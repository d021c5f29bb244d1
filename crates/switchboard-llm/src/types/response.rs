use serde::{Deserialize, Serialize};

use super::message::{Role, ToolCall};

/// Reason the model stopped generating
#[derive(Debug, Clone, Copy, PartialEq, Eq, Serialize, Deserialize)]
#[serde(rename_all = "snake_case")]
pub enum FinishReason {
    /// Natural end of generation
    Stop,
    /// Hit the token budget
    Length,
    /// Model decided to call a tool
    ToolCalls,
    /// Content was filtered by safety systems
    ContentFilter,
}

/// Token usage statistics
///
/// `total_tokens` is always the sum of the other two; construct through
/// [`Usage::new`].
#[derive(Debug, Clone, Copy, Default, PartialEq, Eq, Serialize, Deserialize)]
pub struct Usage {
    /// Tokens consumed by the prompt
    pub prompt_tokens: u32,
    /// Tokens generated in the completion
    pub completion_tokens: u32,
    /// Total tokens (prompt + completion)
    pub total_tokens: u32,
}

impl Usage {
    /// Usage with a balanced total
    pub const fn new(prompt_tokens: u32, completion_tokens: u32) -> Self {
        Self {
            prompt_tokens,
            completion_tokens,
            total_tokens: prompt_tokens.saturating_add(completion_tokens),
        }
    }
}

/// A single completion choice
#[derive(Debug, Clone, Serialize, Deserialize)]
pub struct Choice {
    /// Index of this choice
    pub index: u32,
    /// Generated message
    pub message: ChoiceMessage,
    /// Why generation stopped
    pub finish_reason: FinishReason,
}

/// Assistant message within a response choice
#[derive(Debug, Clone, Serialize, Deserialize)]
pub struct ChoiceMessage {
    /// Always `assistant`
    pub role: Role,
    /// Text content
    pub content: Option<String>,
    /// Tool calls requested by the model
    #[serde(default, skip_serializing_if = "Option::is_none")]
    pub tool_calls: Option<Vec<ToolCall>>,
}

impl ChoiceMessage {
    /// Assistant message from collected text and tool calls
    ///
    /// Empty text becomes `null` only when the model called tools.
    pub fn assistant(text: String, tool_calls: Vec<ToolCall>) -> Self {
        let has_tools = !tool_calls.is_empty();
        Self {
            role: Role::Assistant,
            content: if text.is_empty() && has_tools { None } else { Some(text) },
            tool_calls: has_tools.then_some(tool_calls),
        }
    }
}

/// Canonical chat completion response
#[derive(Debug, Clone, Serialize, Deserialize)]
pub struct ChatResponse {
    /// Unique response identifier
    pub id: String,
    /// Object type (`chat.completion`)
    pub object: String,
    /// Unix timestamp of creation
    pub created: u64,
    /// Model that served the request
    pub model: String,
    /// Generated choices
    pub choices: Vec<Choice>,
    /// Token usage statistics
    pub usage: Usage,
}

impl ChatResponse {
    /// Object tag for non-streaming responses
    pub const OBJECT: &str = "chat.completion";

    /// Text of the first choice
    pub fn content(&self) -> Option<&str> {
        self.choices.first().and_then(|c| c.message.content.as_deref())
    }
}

---------------

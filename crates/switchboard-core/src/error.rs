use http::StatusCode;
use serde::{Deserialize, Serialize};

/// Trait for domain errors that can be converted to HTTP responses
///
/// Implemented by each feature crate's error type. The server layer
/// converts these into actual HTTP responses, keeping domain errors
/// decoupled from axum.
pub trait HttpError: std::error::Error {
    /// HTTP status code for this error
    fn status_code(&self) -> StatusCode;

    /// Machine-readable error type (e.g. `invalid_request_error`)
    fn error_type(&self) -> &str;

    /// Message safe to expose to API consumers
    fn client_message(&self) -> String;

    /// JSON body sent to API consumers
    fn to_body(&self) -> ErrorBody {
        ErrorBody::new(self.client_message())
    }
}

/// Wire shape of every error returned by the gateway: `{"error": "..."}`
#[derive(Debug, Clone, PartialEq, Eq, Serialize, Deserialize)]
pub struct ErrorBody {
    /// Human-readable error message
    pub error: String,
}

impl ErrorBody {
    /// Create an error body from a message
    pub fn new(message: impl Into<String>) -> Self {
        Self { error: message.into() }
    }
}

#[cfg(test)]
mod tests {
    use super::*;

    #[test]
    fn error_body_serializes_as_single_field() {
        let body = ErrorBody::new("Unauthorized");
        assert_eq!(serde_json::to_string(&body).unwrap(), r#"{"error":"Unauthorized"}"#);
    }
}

---------------

WORK TO BE COMPLETED
Only one stretch of the data above is needed. Restate it word for word, from the line containing "repository d021c5f29bb244d1" through the line containing "Copy, PartialEq, Eq, Serialize, Deserialize)]", both ends included.

OUTPUT BELOW
repository d021c5f29bb244d1
filename crates/switchboard-llm/src/types/response.rs
use serde::{Deserialize, Serialize};

use super::message::{Role, ToolCall};

/// Reason the model stopped generating
#[derive(Debug, Clone, Copy, PartialEq, Eq, Serialize, Deserialize)]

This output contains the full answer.